→ **Task to carry out**: In the records below, find the lines that include "QueueManager" and copy each.

→ **Saved data entries**:

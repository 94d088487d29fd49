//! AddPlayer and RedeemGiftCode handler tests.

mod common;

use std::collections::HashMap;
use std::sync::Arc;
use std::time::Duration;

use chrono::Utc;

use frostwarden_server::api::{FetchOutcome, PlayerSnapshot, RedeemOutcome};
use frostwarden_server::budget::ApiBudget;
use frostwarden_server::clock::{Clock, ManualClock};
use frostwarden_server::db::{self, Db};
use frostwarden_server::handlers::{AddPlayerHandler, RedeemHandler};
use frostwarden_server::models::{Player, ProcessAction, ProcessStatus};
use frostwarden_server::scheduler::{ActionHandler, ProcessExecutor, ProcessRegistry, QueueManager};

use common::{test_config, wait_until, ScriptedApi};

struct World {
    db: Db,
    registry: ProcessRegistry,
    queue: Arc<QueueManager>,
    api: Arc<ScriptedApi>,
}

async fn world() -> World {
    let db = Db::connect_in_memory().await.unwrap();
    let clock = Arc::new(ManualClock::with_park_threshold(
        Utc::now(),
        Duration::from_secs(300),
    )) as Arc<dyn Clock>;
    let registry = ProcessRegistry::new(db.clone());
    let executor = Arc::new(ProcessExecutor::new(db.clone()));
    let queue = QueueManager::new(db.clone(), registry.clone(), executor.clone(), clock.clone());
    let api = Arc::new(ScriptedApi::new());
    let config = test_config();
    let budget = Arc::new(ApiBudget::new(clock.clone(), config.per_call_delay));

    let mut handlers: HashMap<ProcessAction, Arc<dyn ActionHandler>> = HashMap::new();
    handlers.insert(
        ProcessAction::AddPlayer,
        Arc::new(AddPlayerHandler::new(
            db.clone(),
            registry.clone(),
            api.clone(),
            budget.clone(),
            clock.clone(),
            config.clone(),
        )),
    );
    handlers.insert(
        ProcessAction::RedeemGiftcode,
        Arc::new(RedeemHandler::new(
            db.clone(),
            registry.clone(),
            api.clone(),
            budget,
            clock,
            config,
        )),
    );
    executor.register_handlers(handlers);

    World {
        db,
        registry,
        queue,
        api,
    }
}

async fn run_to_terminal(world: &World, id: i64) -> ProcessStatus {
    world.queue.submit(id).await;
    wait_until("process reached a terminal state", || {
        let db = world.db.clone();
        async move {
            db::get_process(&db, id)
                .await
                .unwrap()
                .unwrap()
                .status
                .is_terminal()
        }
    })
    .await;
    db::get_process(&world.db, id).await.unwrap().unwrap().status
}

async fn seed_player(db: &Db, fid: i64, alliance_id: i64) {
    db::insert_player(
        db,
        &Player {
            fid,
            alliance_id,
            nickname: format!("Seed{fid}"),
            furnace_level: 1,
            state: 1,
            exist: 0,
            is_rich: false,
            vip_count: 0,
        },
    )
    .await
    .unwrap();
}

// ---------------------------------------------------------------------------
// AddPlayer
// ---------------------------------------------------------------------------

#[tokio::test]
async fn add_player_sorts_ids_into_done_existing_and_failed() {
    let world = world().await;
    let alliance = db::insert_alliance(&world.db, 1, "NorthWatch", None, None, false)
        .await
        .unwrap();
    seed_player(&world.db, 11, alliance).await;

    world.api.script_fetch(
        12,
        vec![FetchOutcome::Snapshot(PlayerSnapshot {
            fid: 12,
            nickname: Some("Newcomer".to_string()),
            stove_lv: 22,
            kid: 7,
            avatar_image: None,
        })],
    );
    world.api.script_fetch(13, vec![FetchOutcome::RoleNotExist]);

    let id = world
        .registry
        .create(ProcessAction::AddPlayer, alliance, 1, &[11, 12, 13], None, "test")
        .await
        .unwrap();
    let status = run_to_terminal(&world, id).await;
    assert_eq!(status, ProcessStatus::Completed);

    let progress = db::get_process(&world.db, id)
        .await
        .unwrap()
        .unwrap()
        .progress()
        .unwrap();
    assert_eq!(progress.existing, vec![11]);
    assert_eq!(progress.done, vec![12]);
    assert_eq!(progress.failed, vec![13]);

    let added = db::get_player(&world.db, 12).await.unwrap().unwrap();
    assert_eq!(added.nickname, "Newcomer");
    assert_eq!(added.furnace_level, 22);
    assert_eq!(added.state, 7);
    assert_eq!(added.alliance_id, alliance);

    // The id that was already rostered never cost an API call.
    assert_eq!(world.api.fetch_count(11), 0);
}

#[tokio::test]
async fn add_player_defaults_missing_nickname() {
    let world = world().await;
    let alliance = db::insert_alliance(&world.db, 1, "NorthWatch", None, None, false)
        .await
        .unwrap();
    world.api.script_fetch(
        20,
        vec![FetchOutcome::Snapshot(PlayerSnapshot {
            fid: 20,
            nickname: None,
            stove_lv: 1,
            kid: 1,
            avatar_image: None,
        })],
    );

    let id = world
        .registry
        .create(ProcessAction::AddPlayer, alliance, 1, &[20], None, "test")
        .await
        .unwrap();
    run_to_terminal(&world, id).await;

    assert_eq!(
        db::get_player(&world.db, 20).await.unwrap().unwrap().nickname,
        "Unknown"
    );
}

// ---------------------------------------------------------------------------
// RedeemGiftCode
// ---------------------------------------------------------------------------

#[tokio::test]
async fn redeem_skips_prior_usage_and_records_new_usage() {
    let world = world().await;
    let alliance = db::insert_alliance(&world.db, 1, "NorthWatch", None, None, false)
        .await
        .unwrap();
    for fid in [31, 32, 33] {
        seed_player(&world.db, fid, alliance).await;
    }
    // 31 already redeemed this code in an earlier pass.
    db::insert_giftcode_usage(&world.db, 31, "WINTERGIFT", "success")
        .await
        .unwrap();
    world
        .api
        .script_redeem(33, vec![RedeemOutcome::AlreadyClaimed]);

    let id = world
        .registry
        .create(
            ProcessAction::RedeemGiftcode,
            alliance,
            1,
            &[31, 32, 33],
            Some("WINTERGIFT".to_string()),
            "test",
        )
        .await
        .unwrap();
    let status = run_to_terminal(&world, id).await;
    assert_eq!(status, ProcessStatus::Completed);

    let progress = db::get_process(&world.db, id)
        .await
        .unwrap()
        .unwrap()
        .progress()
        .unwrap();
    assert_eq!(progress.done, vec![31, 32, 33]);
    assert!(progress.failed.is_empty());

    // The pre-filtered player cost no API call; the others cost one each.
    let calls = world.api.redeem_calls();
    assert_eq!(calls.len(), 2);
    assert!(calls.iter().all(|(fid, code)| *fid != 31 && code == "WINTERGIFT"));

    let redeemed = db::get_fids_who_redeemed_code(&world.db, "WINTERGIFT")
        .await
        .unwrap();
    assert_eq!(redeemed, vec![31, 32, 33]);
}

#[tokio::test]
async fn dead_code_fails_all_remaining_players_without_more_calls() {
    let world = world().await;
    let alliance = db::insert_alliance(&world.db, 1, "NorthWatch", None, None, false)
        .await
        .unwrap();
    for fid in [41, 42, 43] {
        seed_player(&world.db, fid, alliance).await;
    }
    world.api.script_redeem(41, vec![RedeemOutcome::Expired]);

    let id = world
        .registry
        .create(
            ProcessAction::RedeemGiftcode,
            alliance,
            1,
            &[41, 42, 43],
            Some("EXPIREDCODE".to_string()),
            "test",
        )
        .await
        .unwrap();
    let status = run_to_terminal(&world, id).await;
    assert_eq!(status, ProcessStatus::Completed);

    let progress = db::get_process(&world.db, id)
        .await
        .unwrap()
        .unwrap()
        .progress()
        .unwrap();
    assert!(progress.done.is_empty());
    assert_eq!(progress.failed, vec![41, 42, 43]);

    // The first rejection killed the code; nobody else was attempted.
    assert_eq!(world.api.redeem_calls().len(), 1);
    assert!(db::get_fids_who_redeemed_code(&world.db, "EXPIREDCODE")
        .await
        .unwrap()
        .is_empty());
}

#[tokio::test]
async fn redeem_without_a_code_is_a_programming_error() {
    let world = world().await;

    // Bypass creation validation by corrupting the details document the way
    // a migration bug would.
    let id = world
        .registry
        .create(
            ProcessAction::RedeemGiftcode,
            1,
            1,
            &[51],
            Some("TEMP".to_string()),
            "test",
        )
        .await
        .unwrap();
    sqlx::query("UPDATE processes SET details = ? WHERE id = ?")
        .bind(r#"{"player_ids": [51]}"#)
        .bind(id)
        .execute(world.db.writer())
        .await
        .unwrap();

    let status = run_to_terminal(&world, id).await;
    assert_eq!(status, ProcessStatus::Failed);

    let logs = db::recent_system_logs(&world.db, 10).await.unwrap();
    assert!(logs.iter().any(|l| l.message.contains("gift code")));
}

→ **Your response**:
use frostwarden_server::scheduler::{ActionHandler, ProcessExecutor, ProcessRegistry, QueueManager};
    queue: Arc<QueueManager>,
    let queue = QueueManager::new(db.clone(), registry.clone(), executor.clone(), clock.clone());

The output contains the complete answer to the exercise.